O currículo escolar tem integrado a pauta de discussões da educação nos últimos

anos. Entre 2015 e 2016 a sociedade brasileira participou de um amplo debate acerca da

construção da Base Nacional Comum Curricular (BNCC). Para a criação de um documento

único que estabelecesse as habilidades e competências que os alunos da Educação Básica

precisam desenvolver no decorrer de sua formação escolar, foram realizadas discussões em

âmbito nacional, estadual e municipal em todo o Brasil.

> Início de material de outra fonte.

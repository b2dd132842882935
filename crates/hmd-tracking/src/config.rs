//! JSON configuration for a complete tracking setup.

use std::fs;
use std::path::Path;
use std::sync::Arc;

use hmd_tracking_core::CameraIntrinsics;
use hmd_tracking_imu::{ImuCalibration, OrientationPositionTracker, TrackerParams};
use hmd_tracking_led::{Marker, MarkerModel, MarkerModelError};
use serde::{Deserialize, Serialize};

use crate::optical::{OpticalTracker, OpticalTrackerParams};

#[derive(thiserror::Error, Debug)]
pub enum ConfigError {
    #[error(transparent)]
    Io(#[from] std::io::Error),
    #[error(transparent)]
    Json(#[from] serde_json::Error),
    #[error("invalid marker catalog: {0}")]
    Model(#[from] MarkerModelError),
}

fn default_correction_gain() -> f64 {
    0.1
}

/// Camera, marker catalog, IMU calibration and every tuning block.
#[derive(Clone, Debug, PartialEq, Serialize, Deserialize)]
pub struct TrackingConfig {
    pub camera: CameraIntrinsics,
    pub markers: Vec<Marker>,
    #[serde(default)]
    pub imu_calibration: ImuCalibration,
    #[serde(default)]
    pub tracker: TrackerParams,
    #[serde(default)]
    pub optical: OpticalTrackerParams,
    /// Fraction of the optical/inertial position disagreement corrected per
    /// frame.
    #[serde(default = "default_correction_gain")]
    pub correction_gain: f64,
}

impl TrackingConfig {
    /// Config with default tuning for the given hardware description.
    pub fn new(camera: CameraIntrinsics, markers: Vec<Marker>) -> Self {
        Self {
            camera,
            markers,
            imu_calibration: ImuCalibration::default(),
            tracker: TrackerParams::default(),
            optical: OpticalTrackerParams::default(),
            correction_gain: default_correction_gain(),
        }
    }

    /// Load a JSON config from disk.
    pub fn load_json(path: impl AsRef<Path>) -> Result<Self, ConfigError> {
        let raw = fs::read_to_string(path)?;
        Ok(serde_json::from_str(&raw)?)
    }

    /// Write this config to disk as pretty JSON.
    pub fn write_json(&self, path: impl AsRef<Path>) -> Result<(), ConfigError> {
        let json = serde_json::to_string_pretty(self)?;
        fs::write(path, json)?;
        Ok(())
    }

    /// Validate the catalog and build its pattern table.
    pub fn build_model(&self) -> Result<Arc<MarkerModel>, ConfigError> {
        Ok(Arc::new(MarkerModel::new(self.markers.clone())?))
    }

    pub fn build_inertial_tracker(&self) -> OrientationPositionTracker {
        OrientationPositionTracker::new(self.tracker)
    }

    pub fn build_optical_tracker(&self) -> Result<OpticalTracker, ConfigError> {
        Ok(OpticalTracker::new(self.build_model()?, self.camera, self.optical.clone()))
    }
}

A criação da BNCC ressalta a necessidade de reformulação dos currículos das escolas

brasileiras. Apesar das efervescentes discussões acerca do tema, por meio de Diretrizes,

Parâmetros e Referenciais Curriculares Nacionais, a lógica do currículo disciplinar

instrucionista não sofreu significativas mudanças em sua dimensão prática

(VASCONCELLOS, 2011).

Frente a essa realidade, Vasconcellos (2011) pontua a necessidade de que se

considere a atividade humana como princípio educativo, no contexto do processo de ensino

e aprendizagem, isto é, “[...] da pessoa, no processo educativo escolar (e não dos conteúdos

ou metodologias, que são meios e não fins [...]“ (VASCONCELLOS, 2011, p. 13).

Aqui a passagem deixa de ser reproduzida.